Destaque

Mudança climática dobrou a probabilidade de ocorrência de chuvas extremas no Sul do Brasil

Fonte

MCTI | Ministério da Ciência, Tecnologia e Inovação

Data

terça-feira, 4 junho 2024 18:30

As chuvas intensas que atingiram o Rio Grande do Sul e causaram inundações e deslizamentos com destruição sem precedentes foram duas vezes mais prováveis devido às mudanças climáticas. Segundo o estudo rápido de atribuição de causalidade, publicado no último dia 3 de junho, o fenômeno El Niño contribuiu amplamente para a intensificação das chuvas no período entre 26 de abril e 5 de maio. A análise foi realizada por 13 cientistas climáticos da World Weather Attribution (WWA), incluindo dois brasileiros. O trabalho foi revisado por pares. Participaram cientistas de universidades, organizações de pesquisa e agências meteorológicas do Brasil, Holanda, Suécia, Reino Unido e Estados Unidos.
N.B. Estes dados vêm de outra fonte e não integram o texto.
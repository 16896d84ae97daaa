use super::*;

const BOUNDED: [Ease; 8] = [
    Ease::Linear,
    Ease::InQuad,
    Ease::OutQuad,
    Ease::InOutQuad,
    Ease::InCubic,
    Ease::OutCubic,
    Ease::InOutCubic,
    Ease::InOutExpo,
];

#[test]
fn endpoints_are_stable() {
    for ease in BOUNDED {
        assert_eq!(ease.apply(0.0), 0.0, "{ease:?}");
        assert_eq!(ease.apply(1.0), 1.0, "{ease:?}");
    }
}

#[test]
fn monotonic_spot_check() {
    for ease in BOUNDED.into_iter().chain([Ease::ScrollSettle]) {
        let a = ease.apply(0.25);
        let b = ease.apply(0.5);
        let c = ease.apply(0.75);
        assert!(a < b, "{ease:?}");
        assert!(b < c, "{ease:?}");
    }
}

#[test]
fn scroll_settle_caps_at_one() {
    assert!((Ease::ScrollSettle.apply(0.0) - 0.001).abs() < 1e-12);
    assert_eq!(Ease::ScrollSettle.apply(1.0), 1.0);
    // 1.001 - 2^-10 is already above 1 before t reaches 1.
    assert_eq!(Ease::ScrollSettle.apply(0.999), 1.0);
}

#[test]
fn input_is_clamped() {
    assert_eq!(Ease::Linear.apply(-3.0), 0.0);
    assert_eq!(Ease::Linear.apply(7.0), 1.0);
}

#[test]
fn tween_library_aliases_parse() {
    let e: Ease = serde_json::from_str("\"power1.in\"").unwrap();
    assert_eq!(e, Ease::InQuad);
    let e: Ease = serde_json::from_str("\"expo.inOut\"").unwrap();
    assert_eq!(e, Ease::InOutExpo);
    let e: Ease = serde_json::from_str("\"OutCubic\"").unwrap();
    assert_eq!(e, Ease::OutCubic);
}
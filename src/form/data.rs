use std::fmt::Write as _;

/// Ordered form fields, as collected from the contact form.
#[derive(Clone, Debug, Default, PartialEq, Eq)]
pub struct FormData {
    fields: Vec<(String, String)>,
}

impl FormData {
    /// Empty form.
    pub fn new() -> Self {
        Self::default()
    }

    /// Append a field. Repeated names are kept, in order.
    pub fn append(&mut self, name: impl Into<String>, value: impl Into<String>) {
        self.fields.push((name.into(), value.into()));
    }

    /// Replace the first field named `name`, or append it.
    pub fn set(&mut self, name: impl Into<String>, value: impl Into<String>) {
        let name = name.into();
        let value = value.into();
        match self.fields.iter_mut().find(|(n, _)| *n == name) {
            Some((_, v)) => *v = value,
            None => self.fields.push((name, value)),
        }
    }

    /// First value for `name`.
    pub fn get(&self, name: &str) -> Option<&str> {
        self.fields
            .iter()
            .find(|(n, _)| n == name)
            .map(|(_, v)| v.as_str())
    }

    /// All fields in insertion order.
    pub fn fields(&self) -> &[(String, String)] {
        &self.fields
    }

    /// `true` when no fields are present.
    pub fn is_empty(&self) -> bool {
        self.fields.is_empty()
    }

    /// Drop every field (form reset).
    pub fn clear(&mut self) {
        self.fields.clear();
    }

    /// `application/x-www-form-urlencoded` body.
    pub fn encode(&self) -> String {
        let mut out = String::new();
        for (i, (name, value)) in self.fields.iter().enumerate() {
            if i > 0 {
                out.push('&');
            }
            encode_component(name, &mut out);
            out.push('=');
            encode_component(value, &mut out);
        }
        out
    }
}

impl<K: Into<String>, V: Into<String>> FromIterator<(K, V)> for FormData {
    fn from_iter<I: IntoIterator<Item = (K, V)>>(iter: I) -> Self {
        Self {
            fields: iter
                .into_iter()
                .map(|(k, v)| (k.into(), v.into()))
                .collect(),
        }
    }
}

fn encode_component(s: &str, out: &mut String) {
    for b in s.bytes() {
        match b {
            b'A'..=b'Z' | b'a'..=b'z' | b'0'..=b'9' | b'*' | b'-' | b'.' | b'_' => {
                out.push(b as char)
            }
            b' ' => out.push('+'),
            _ => {
                let _ = write!(out, "%{b:02X}");
            }
        }
    }
}

#[cfg(test)]
#[path = "../../tests/unit/form/data.rs"]
mod tests;
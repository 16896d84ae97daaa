//! Contact form submission: field collection, urlencoding, and mapping the endpoint's reply to
//! the message shown under the form.

pub(crate) mod contact;
pub(crate) mod data;
#[cfg(feature = "http")]
pub(crate) mod http;

pub use contact::{
    ContactForm, DEFAULT_ENDPOINT, DEFAULT_FAILURE_MESSAGE, DEFAULT_SUCCESS_MESSAGE, FormConfig,
    FormOutcome, FormResponse, FormTransport, SubmitReport, interpret_response,
};
pub use data::FormData;
#[cfg(feature = "http")]
pub use http::IsahcTransport;
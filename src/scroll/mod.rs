/// Card strip choreography.
pub mod carousel;
/// Smooth-scroll emulation.
pub mod smooth;
/// Pinned-section progress.
pub mod trigger;
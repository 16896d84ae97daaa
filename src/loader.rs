//! Page-load choreography: a row of overlay blocks that collapse, a fading loader label, and
//! intro items that rise into place. Smooth scroll stays locked until the timeline completes.

use crate::animation::ease::Ease;
use crate::animation::tween::Tween;
use crate::foundation::error::{RevealError, RevealResult};

/// Screen width at or below which the overlay uses the minimum block count.
pub const NARROW_SCREEN_MAX: f64 = 425.0;
/// Screen width at or above which the overlay uses the maximum block count.
pub const WIDE_SCREEN_MIN: f64 = 1440.0;

const MIN_BLOCKS: usize = 5;
const MAX_BLOCKS: usize = 20;
const INTERP_FROM: f64 = 426.0;

/// Number of overlay blocks for a screen width.
pub fn block_count(screen_width: f64) -> usize {
    if screen_width <= NARROW_SCREEN_MAX {
        return MIN_BLOCKS;
    }
    if screen_width >= WIDE_SCREEN_MIN {
        return MAX_BLOCKS;
    }
    let p = (screen_width - INTERP_FROM) / (WIDE_SCREEN_MIN - INTERP_FROM);
    let span = (MAX_BLOCKS - MIN_BLOCKS) as f64;
    (MIN_BLOCKS as f64 + p * span).round() as usize
}

/// Overlay block geometry in percent of the overlay width.
#[derive(Clone, Copy, Debug, PartialEq)]
pub struct Block {
    /// Left edge.
    pub left_pct: f64,
    /// Current width.
    pub width_pct: f64,
}

/// Timeline tuning. Times are in seconds.
#[derive(Clone, Copy, Debug, PartialEq, serde::Serialize, serde::Deserialize)]
#[serde(default)]
pub struct LoaderParams {
    /// Collapse of the first block; later blocks are staggered.
    pub blocks: Tween,
    /// Delay between consecutive block collapses.
    pub block_stagger: f64,
    /// Loader label fade-out.
    pub label: Tween,
    /// Horizontal drift of the label while fading, in pixels.
    pub label_shift_x: f64,
    /// Entrance of the first intro item; later items are staggered.
    pub items: Tween,
    /// Delay between consecutive item entrances.
    pub item_stagger: f64,
    /// Starting vertical offset of intro items, in pixels.
    pub item_rise: f64,
}

impl Default for LoaderParams {
    fn default() -> Self {
        Self {
            blocks: Tween {
                delay: 2.0,
                duration: 0.8,
                ease: Ease::InQuad,
            },
            block_stagger: 0.04,
            label: Tween {
                delay: 1.6,
                duration: 1.0,
                ease: Ease::InOutExpo,
            },
            label_shift_x: 2.0,
            items: Tween {
                delay: 3.0,
                duration: 2.0,
                ease: Ease::InOutExpo,
            },
            item_stagger: 0.06,
            item_rise: 30.0,
        }
    }
}

impl LoaderParams {
    /// Check tweens and staggers.
    pub fn validate(&self) -> RevealResult<()> {
        self.blocks.validate()?;
        self.label.validate()?;
        self.items.validate()?;
        for (name, v) in [
            ("block_stagger", self.block_stagger),
            ("item_stagger", self.item_stagger),
        ] {
            if !v.is_finite() || v < 0.0 {
                return Err(RevealError::validation(format!(
                    "loader {name} must be finite and >= 0"
                )));
            }
        }
        if !self.label_shift_x.is_finite() || !self.item_rise.is_finite() {
            return Err(RevealError::validation("loader offsets must be finite"));
        }
        Ok(())
    }
}

/// Intro item transform.
#[derive(Clone, Copy, Debug, PartialEq)]
pub struct ItemFrame {
    /// Opacity in `[0, 1]`.
    pub opacity: f64,
    /// Vertical offset in pixels.
    pub y: f64,
}

/// Everything the host applies at one instant of the load animation.
#[derive(Clone, Debug, PartialEq)]
pub struct LoadFrame {
    /// Overlay blocks.
    pub blocks: Vec<Block>,
    /// Loader label horizontal offset.
    pub label_x: f64,
    /// Loader label opacity.
    pub label_opacity: f64,
    /// Intro items, in document order.
    pub items: Vec<ItemFrame>,
    /// `true` once the last intro item has finished.
    pub complete: bool,
}

/// Load animation sampled by elapsed time since page load.
#[derive(Clone, Debug)]
pub struct LoadTimeline {
    params: LoaderParams,
    block_count: usize,
    item_count: usize,
    completion_reported: bool,
}

impl LoadTimeline {
    /// Build the timeline for a screen width and a number of intro items.
    #[tracing::instrument(skip(params))]
    pub fn new(params: LoaderParams, screen_width: f64, item_count: usize) -> RevealResult<Self> {
        params.validate()?;
        if !screen_width.is_finite() || screen_width < 0.0 {
            return Err(RevealError::validation(
                "screen width must be finite and >= 0",
            ));
        }
        let block_count = block_count(screen_width);
        tracing::debug!(screen_width, block_count, "generated loader blocks");
        Ok(Self {
            params,
            block_count,
            item_count,
            completion_reported: false,
        })
    }

    /// Overlay block count.
    pub fn block_count(&self) -> usize {
        self.block_count
    }

    /// Time at which the last intro item settles.
    pub fn end(&self) -> f64 {
        let last = self.item_count.saturating_sub(1);
        self.params
            .items
            .staggered(last, self.params.item_stagger)
            .end()
    }

    /// Sample the timeline at `t` seconds after load.
    pub fn sample(&self, t: f64) -> LoadFrame {
        let p = &self.params;
        let full = 100.0 / self.block_count as f64;

        let blocks = (0..self.block_count)
            .map(|i| Block {
                left_pct: full * i as f64,
                width_pct: p.blocks.staggered(i, p.block_stagger).value(full, 0.0, t),
            })
            .collect();

        let items = (0..self.item_count)
            .map(|i| {
                let tw = p.items.staggered(i, p.item_stagger);
                ItemFrame {
                    opacity: tw.value(0.0, 1.0, t),
                    y: tw.value(p.item_rise, 0.0, t),
                }
            })
            .collect();

        LoadFrame {
            blocks,
            label_x: p.label.value(0.0, p.label_shift_x, t),
            label_opacity: p.label.value(1.0, 0.0, t),
            items,
            complete: t >= self.end(),
        }
    }

    /// `true` exactly once, on the first call at or after completion. The host re-enables
    /// smooth scroll when this fires.
    pub fn take_completion(&mut self, t: f64) -> bool {
        if self.completion_reported || t < self.end() {
            return false;
        }
        self.completion_reported = true;
        true
    }
}

#[cfg(test)]
#[path = "../tests/unit/loader.rs"]
mod tests;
De acordo com boletim da Defesa Civil do Rio Grande do Sul do dia 3 de junho, 172 mortes foram registradas e 42 pessoas seguem desaparecidas em decorrência das chuvas do início de maio. Aproximadamente 580 mil pessoas foram desalojadas e pouco mais de 37 mil ainda estão em abrigos. Dos 497 municípios gaúchos, 475 foram afetados pelas chuvas, ou seja, 95%. A área atingida é equivalente ao território do Reino Unido.

Para compreender o efeito do aquecimento global antrópico, causado principalmente pela queima de combustíveis fósseis, sobre as chuvas no estado gaúcho, os cientistas analisaram dados meteorológicos observados e modelos climáticos que possuem melhor ‘destreza’ para avaliar o clima na região Sul do Brasil.  O estudo caracterizou as condições meteorológicas e climáticas vigentes entre 26 de abril e 5 de maio de 2024. Foram avaliadas a probabilidade e a intensidade de fortes chuvas consecutivas em períodos de dez e quatro dias, incluindo a relação com o fenômeno El Niño. Eles compararam o clima atual, que está 1,2°C mais quente considerando a temperatura média global da superfície, com o clima pré-industrial.

De acordo com o estudo, o evento de fortes chuvas foi ‘extremamente raro’, sendo algo esperado que ocorra uma vez a cada 100 e 250 anos no clima atual. Contudo, sem o aquecimento global, teria sido ainda mais raro. “A probabilidade desses eventos aumentou em um fator de 2, com um aumento de intensidade de 6% a 9%”, relatou o Dr. Lincoln Alves, pesquisador do Instituto Nacional de Pesquisas Espaciais (INPE) e autor do estudo, durante a apresentação dos resultados.

A tendência de continuidade de aquecimento indica que eventos extremos se tornarão mais frequentes e destrutivos. A análise mostra que se a temperatura média global aumentar em 2°C, comparada com os tempos pré-industriais, eventos de precipitação semelhantes podem ser duas vezes mais prováveis do que são hoje.

Acesse a publicação completa (em inglês).

Acesse a notícia completa na página do Ministério da Ciência, Tecnologia e Inovação.

Fonte: MCTI.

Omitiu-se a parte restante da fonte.